==== Excerpted data ====
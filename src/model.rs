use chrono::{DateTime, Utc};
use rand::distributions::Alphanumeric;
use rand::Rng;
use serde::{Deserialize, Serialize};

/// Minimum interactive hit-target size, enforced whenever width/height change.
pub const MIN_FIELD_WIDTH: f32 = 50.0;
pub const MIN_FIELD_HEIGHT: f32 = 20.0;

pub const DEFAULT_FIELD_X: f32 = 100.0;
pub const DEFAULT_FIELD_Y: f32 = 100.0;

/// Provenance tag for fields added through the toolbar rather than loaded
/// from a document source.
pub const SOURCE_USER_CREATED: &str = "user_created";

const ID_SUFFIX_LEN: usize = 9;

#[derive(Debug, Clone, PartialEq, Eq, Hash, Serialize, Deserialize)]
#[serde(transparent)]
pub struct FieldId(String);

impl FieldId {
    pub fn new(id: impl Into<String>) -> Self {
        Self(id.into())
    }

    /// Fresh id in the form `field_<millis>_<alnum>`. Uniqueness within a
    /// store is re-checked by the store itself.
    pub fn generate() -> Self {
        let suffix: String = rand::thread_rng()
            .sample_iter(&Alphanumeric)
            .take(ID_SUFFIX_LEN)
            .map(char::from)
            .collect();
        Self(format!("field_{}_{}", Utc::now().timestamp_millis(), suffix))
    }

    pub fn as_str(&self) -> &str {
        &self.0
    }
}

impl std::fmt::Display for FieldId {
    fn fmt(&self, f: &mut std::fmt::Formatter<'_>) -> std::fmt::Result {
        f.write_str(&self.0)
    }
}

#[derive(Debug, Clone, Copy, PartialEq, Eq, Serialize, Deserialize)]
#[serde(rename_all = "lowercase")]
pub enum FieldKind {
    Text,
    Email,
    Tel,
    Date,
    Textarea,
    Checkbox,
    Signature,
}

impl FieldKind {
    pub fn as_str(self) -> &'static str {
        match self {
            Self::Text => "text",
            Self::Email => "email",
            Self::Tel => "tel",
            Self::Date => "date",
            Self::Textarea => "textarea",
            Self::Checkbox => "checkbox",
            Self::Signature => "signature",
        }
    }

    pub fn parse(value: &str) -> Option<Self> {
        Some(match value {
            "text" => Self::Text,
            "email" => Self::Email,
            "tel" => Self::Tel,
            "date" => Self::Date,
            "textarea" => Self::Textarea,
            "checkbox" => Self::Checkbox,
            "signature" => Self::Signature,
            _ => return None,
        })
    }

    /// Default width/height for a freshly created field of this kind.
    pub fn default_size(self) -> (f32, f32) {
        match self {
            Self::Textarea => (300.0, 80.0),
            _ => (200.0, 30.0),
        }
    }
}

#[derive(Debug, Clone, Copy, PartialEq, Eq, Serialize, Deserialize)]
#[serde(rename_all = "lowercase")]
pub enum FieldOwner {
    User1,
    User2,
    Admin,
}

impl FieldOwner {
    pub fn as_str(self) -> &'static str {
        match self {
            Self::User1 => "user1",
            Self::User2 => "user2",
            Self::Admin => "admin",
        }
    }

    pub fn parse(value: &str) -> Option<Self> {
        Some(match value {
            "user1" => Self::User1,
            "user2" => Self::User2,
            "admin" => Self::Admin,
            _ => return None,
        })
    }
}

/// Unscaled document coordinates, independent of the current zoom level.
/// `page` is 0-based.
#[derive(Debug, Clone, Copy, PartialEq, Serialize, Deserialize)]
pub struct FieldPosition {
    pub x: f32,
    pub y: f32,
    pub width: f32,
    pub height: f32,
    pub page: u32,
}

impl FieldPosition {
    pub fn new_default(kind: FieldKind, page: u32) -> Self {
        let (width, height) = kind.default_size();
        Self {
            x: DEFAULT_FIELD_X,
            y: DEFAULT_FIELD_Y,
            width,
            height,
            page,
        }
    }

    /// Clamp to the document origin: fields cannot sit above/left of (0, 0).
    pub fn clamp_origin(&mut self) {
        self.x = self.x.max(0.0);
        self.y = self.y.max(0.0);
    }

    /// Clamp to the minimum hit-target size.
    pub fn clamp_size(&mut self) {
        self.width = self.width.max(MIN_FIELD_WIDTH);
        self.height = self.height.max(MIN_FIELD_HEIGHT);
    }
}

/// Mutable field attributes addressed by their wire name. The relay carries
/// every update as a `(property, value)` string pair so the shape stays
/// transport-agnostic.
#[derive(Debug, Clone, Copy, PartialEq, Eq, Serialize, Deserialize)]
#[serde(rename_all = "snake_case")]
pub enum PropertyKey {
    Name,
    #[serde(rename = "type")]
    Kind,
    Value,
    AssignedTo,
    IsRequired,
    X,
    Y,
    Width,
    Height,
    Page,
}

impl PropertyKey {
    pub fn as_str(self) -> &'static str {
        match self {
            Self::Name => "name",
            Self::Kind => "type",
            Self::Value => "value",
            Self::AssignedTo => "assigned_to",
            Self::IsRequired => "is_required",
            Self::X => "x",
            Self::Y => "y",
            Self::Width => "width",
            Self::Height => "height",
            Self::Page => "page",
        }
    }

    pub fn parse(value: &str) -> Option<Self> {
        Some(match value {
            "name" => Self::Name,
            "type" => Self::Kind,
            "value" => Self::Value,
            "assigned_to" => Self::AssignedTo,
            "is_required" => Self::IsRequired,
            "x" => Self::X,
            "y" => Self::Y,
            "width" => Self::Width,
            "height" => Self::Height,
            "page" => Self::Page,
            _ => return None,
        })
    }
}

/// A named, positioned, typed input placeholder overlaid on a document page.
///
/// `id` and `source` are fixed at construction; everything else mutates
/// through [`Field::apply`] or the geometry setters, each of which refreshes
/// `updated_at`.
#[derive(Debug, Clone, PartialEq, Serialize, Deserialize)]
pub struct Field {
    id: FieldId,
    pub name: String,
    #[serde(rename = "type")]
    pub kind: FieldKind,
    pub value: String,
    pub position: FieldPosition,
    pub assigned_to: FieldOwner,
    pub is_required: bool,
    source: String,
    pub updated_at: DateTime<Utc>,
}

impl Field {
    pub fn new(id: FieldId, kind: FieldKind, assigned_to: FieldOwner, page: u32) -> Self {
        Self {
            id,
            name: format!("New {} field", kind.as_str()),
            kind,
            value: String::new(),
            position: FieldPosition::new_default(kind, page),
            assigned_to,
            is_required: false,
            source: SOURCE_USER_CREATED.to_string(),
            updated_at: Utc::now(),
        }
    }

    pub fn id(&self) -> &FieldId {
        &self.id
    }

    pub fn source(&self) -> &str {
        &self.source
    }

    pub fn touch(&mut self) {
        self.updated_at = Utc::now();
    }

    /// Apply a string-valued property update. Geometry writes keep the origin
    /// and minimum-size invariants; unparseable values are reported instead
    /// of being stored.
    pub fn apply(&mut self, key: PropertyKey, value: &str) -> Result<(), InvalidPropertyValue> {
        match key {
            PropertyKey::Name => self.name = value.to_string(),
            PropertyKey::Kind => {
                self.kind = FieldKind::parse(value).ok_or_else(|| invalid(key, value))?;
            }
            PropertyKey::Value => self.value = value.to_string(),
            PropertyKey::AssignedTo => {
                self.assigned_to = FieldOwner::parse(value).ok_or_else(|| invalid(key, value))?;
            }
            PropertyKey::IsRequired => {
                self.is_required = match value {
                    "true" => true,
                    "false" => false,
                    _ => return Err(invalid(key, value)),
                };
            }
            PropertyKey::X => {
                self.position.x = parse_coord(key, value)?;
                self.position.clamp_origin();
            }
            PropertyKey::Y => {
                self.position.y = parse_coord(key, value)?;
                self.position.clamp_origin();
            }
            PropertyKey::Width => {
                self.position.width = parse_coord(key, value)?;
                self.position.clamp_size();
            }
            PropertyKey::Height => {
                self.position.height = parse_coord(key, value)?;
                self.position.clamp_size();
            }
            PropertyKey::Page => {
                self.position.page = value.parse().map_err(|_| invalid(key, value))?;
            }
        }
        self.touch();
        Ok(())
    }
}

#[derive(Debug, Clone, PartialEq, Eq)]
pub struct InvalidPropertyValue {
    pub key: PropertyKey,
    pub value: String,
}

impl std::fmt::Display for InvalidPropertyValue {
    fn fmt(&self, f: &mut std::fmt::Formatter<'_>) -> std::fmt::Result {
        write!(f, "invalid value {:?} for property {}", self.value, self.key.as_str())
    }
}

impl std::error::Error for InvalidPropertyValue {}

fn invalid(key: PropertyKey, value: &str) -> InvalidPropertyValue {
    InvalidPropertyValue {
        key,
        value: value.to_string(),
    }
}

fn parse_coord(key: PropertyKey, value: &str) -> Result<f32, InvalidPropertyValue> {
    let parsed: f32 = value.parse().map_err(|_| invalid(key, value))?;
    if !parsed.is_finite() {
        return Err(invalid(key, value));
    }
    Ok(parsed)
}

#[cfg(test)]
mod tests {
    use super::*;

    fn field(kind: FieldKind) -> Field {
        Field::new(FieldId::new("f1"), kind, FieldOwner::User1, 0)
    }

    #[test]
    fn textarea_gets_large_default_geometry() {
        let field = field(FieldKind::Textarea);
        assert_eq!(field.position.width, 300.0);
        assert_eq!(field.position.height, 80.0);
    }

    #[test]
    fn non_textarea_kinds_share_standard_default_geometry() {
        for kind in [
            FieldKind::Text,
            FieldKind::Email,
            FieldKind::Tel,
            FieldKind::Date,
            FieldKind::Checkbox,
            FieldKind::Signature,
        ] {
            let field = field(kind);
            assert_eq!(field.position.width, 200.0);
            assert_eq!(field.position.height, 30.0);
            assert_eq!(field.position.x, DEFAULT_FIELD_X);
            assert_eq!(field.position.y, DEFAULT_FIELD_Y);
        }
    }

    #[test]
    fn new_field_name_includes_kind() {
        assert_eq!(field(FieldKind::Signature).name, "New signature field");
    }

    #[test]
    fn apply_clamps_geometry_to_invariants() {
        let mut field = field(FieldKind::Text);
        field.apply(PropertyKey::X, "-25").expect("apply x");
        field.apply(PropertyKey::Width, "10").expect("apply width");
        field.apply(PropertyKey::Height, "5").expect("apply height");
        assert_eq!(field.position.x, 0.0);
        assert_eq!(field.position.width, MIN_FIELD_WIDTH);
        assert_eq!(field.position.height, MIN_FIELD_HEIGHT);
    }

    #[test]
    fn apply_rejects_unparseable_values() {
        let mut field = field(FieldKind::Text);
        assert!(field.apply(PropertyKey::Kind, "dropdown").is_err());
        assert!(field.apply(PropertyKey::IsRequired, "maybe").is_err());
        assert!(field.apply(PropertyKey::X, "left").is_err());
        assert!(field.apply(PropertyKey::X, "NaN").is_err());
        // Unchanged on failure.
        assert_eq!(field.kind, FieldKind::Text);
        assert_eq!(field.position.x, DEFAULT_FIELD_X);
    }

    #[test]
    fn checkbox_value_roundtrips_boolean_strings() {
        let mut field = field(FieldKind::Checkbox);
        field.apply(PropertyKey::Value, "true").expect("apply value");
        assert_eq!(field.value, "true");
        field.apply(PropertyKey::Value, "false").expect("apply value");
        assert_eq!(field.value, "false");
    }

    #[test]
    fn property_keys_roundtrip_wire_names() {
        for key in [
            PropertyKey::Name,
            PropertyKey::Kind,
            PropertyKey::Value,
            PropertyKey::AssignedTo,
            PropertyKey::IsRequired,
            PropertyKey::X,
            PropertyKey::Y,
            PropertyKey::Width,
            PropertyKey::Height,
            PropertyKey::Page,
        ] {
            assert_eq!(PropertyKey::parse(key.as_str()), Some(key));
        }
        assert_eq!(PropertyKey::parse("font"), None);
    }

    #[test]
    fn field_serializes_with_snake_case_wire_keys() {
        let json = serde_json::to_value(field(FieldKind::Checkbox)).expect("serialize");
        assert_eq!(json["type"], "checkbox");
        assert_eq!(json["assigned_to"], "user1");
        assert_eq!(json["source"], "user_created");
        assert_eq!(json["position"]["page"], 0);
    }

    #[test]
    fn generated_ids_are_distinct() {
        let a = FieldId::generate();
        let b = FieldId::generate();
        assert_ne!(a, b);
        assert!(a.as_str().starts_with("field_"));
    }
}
====
* Task to complete: Scan the material above for lines holding "FieldOwner" and copy each of them.

* Written response:
pub enum FieldOwner {
impl FieldOwner {
    pub assigned_to: FieldOwner,
    pub fn new(id: FieldId, kind: FieldKind, assigned_to: FieldOwner, page: u32) -> Self {
                self.assigned_to = FieldOwner::parse(value).ok_or_else(|| invalid(key, value))?;
        Field::new(FieldId::new("f1"), kind, FieldOwner::User1, 0)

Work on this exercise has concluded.